I’m happy to share the names of six authors whose writing has helped my students and me to think differently about ourselves, our communities, and our country. The list is partial, and the names are in no parituclar order. I’ve included each author’s Twitter handle, in case you want to follow them that way as well. They’re my personal “go to” authors who have provided me with one or more especially powerful reads. I hope they’ll inspire a trip to your local bookstore or library, and possibly your own journey of understanding into the history of Indigenous people, in Canada or your own country:
Richard Wagamese (@richardwagamese): Wagamese’s novel Keeper ‘n’ Me was the first full length selection my students and I tackled together. We followed Garnet Raven as he returns to the home from which he had been removed when he was 3 years old. He rediscovers his family, his community and himself with the guidance of Keeper, a friend of his grandfather’s. A touching, hilarious, hopeful story of reconnecting
Thomas King: My introduction to King’s work came through the book of linked stories Medicine River. Set in a Blackfoot community in southern Alberta, we follow Will, a returnee to Medicine River, and his interactions with friends and neighbors, as they regularly and mostly good naturedly interfere in each other’s lives. King’s more recent, narrative-styled commentaries, The Truth About Stories and The Inconvenient Indian: A Curious Account of Native People in North America expose the roots of the many misperceptions about Aboriginal Canadians and sets the record straight on a whole variety of historical inaccuracies. I enjoy King’s deft weaving of storytelling, factual accounts, and sly humor.
Joseph Boyden (@josephboyden): I wish that I’d still been teaching when I discovered Boyden’s Three Day Road, My students would have loved it. Best friends Xavier Bird and Elijah Weesageechak leave their Northern Cree community to serve as sharpshooters in World War I France. Their experiences in the trenches and towns test their friendship and their personal resilience. Boyden’s follow up novel Through Black Spruce picks up the thread of Xavier’s family generations later as dual narrators Will Bird and his niece Annie share their separate stories of loss, discovery, and the family bonds that keep them connected.
Marilyn Dumont (@reallygoodbrowngirl): A Really Good Brown Girl, Green Girl Dreams Mountains, That Tongued Belonging – Reading Dumont’s poetry is like walking through an art gallery. I wander back frequently to reconsider specific images again and again. With breathtaking clarity, her words personalize Indigenous issues and help me to appreciate their complexity.
Rosanna Deerchild: This Is A Small Northern Town is a stark poetic portrayal of a girl’s life in a rough scrabble mining town. We accompany Deerchild into the turbulent heart of her family, and on her rambles through the community, where she finds both acceptance and rejection, beauty and squalor among the people and places that touch her life.
Katherena Vermette(@katherenav): When I lived in the south end of Winnipeg, my neighbors told me, “Don’t go to the North End.
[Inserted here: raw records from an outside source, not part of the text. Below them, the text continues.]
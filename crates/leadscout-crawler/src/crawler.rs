use std::collections::HashSet;
use std::future::Future;
use std::sync::atomic::{AtomicBool, AtomicUsize, Ordering};
use std::sync::{Arc, Mutex};
use std::thread;
use std::time::{Duration, Instant};

use anyhow::{anyhow, Error, Result};
use futures::{future, try_join, StreamExt};
use tokio::sync::mpsc;
use tokio::time::timeout;
use tokio_stream::wrappers::UnboundedReceiverStream;

use crate::config::{CrawlerConfig, OnError};
use crate::fetch;
use crate::limiter::RateLimiter;
use crate::scrapable::{FrontierTx, Scrapable};

#[derive(Debug)]
struct Page {
    page: String,
    url: String,
}

/// Crawls one site: seeds the frontier from the scraper, fans out rate
/// limited downloads, and feeds fetched pages to a pool of scrap workers
/// that may in turn discover new frontier URLs.
///
/// Terminates when every enqueued URL has been fully processed (quiescence
/// over the in/out counters, which accounts for in-flight work), when the
/// page cap or crawl deadline is hit, or on SIGINT when enabled. Workers are
/// signaled through a stop channel and joined before returning.
pub async fn crawl_site<T>(crawler_conf: &CrawlerConfig, scraper_conf: &T::Config) -> Result<()>
where
    T: Scrapable,
{
    let pages_in = Arc::new(AtomicUsize::new(0));
    let pages_out = Arc::new(AtomicUsize::new(0));
    let seen = Arc::new(Mutex::new(HashSet::new()));
    let stop = Arc::new(AtomicBool::new(false));

    let (tx_stop, rx_stop) = crossbeam_channel::unbounded::<()>();
    let (tx_url, rx_url) = mpsc::unbounded_channel::<String>();
    let (tx_page, rx_page) = crossbeam_channel::bounded::<Page>(crawler_conf.page_buffer);

    let tx_url = FrontierTx::new(tx_url, pages_in.clone(), seen, crawler_conf.max_pages);

    let client = fetch::build_client(crawler_conf)?;
    let limiter = crawler_conf.throttle.map(RateLimiter::new);

    // Seed before anything can observe the counters, otherwise an empty
    // frontier looks like a finished crawl.
    for url in <T as Scrapable>::new(scraper_conf)?.seed() {
        tx_url.send(&url);
    }

    // Workers

    let mut workers = vec![];
    for id in 0..crawler_conf.num_workers {
        let rx_stop = rx_stop.clone();
        let rx_page = rx_page.clone();
        let tx_url = tx_url.clone();
        let pages_out = pages_out.clone();
        let stop = stop.clone();
        let scraper_conf = scraper_conf.clone();
        let crawler_conf = crawler_conf.clone();
        let worker = thread::Builder::new()
            .name(format!("scrap-{id}"))
            .spawn(move || {
                let mut scraper = <T as Scrapable>::new(&scraper_conf)?;
                scraper.init(tx_url);
                loop {
                    crossbeam_channel::select! {
                        recv(rx_page) -> page => {
                            if let Ok(Page { page, url }) = page {
                                match scraper.scrap(page, &url) {
                                    Ok(()) => (),
                                    Err(e) => match crawler_conf.on_scrap_error {
                                        OnError::SkipAndLog => {
                                            log::error!("Skipping scrap for page {url} got: {e}");
                                        }
                                        OnError::Fail => {
                                            stop.store(true, Ordering::SeqCst);
                                            return Err(e);
                                        }
                                    },
                                }
                                pages_out.fetch_add(1, Ordering::SeqCst);
                            } else {
                                break
                            }
                        },
                        recv(rx_stop) -> _ => break
                    }
                }
                Ok::<(), Error>(())
            })?;
        workers.push(worker);
    }
    drop(tx_url);
    drop(rx_page);
    let workers = async move {
        tokio::task::spawn_blocking(|| {
            for w in workers {
                w.join().map_err(|_| anyhow!("Scrap worker panicked"))??;
            }
            Ok::<(), Error>(())
        })
        .await?
    };

    // Downloader

    let client = &client;
    let limiter = limiter.as_ref();
    let pages_in_c = pages_in.clone();
    let stop_c = stop.clone();
    let downloader = async move {
        let stream = UnboundedReceiverStream::new(rx_url)
            .map(|url| {
                let pages_in = pages_in_c.clone();
                let stop = stop_c.clone();
                async move {
                    if stop.load(Ordering::SeqCst) {
                        pages_in.fetch_sub(1, Ordering::SeqCst);
                        return Ok(None);
                    }
                    match fetch::fetch_page(client, limiter, &url).await {
                        Ok(Some(page)) => Ok(Some(Page { page, url })),
                        Ok(None) => {
                            pages_in.fetch_sub(1, Ordering::SeqCst);
                            Ok(None)
                        }
                        Err(e) => {
                            pages_in.fetch_sub(1, Ordering::SeqCst);
                            Err(anyhow!("{url} got: {e}"))
                        }
                    }
                }
            })
            .buffer_unordered(crawler_conf.concurrent_downloads);

        match crawler_conf.on_dl_error {
            OnError::Fail => {
                let mut err = Ok::<(), Error>(());
                stream
                    .scan(&mut err, until_err)
                    .for_each(|page| {
                        if let Some(page) = page {
                            tx_page.send(page).ok();
                        }
                        future::ready(())
                    })
                    .await;
                err
            }
            OnError::SkipAndLog => {
                stream
                    .for_each(|dl| {
                        match dl {
                            Ok(Some(page)) => {
                                tx_page.send(page).ok();
                            }
                            Ok(None) => (),
                            Err(e) => log::warn!("Skipping URL: {e}"),
                        }
                        future::ready(())
                    })
                    .await;
                Ok(())
            }
        }
    };

    // Termination watcher

    let tick = Duration::from_millis(500);
    let deadline = crawler_conf.crawl_timeout.map(Duration::from_secs_f32);
    let handle_sigint = crawler_conf.handle_sigint;
    let num_workers = crawler_conf.num_workers;
    let started = Instant::now();
    let done = async move {
        let shutdown = |stop: &AtomicBool| {
            stop.store(true, Ordering::SeqCst);
            for _ in 0..num_workers {
                tx_stop.send(()).ok();
            }
        };
        loop {
            let interrupted = if handle_sigint {
                timeout(tick, tokio::signal::ctrl_c()).await.is_ok()
            } else {
                tokio::time::sleep(tick).await;
                false
            };
            if interrupted {
                shutdown(&stop);
                return Err::<(), _>(anyhow!("Interrupted"));
            }
            if deadline.map_or(false, |d| started.elapsed() >= d) {
                log::warn!("Crawl deadline reached, stopping with partial results");
                shutdown(&stop);
                return Ok(());
            }
            let drained =
                pages_out.load(Ordering::SeqCst) == pages_in.load(Ordering::SeqCst);
            if drained || stop.load(Ordering::SeqCst) {
                shutdown(&stop);
                return Ok(());
            }
        }
    };

    let res = try_join!(workers, downloader, done);
    <T as Scrapable>::new(scraper_conf)?.finalizer();
    res?;

    Ok(())
}

fn until_err<T, E>(
    err: &mut &mut Result<(), E>,
    item: Result<T, E>,
) -> impl Future<Output = Option<T>> {
    match item {
        Ok(item) => future::ready(Some(item)),
        Err(e) => {
            **err = Err(e);
            future::ready(None)
        }
    }
}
It’s too dangerous.” So when I discovered North End Love Songs, by Winnipeg poet Katherena Vermette, I was hooked. Vermette draws stunning portraits of the people who make the north end their home, finding poetry in girls drinking Big Gulps and young mothers watching over their children at play. A heartbreaking series describes her brother’s disappearance, the police’s indifference, her parents’ grief. I’m reading the book for the second time now, dazzled that so few words can evoke so much emotion.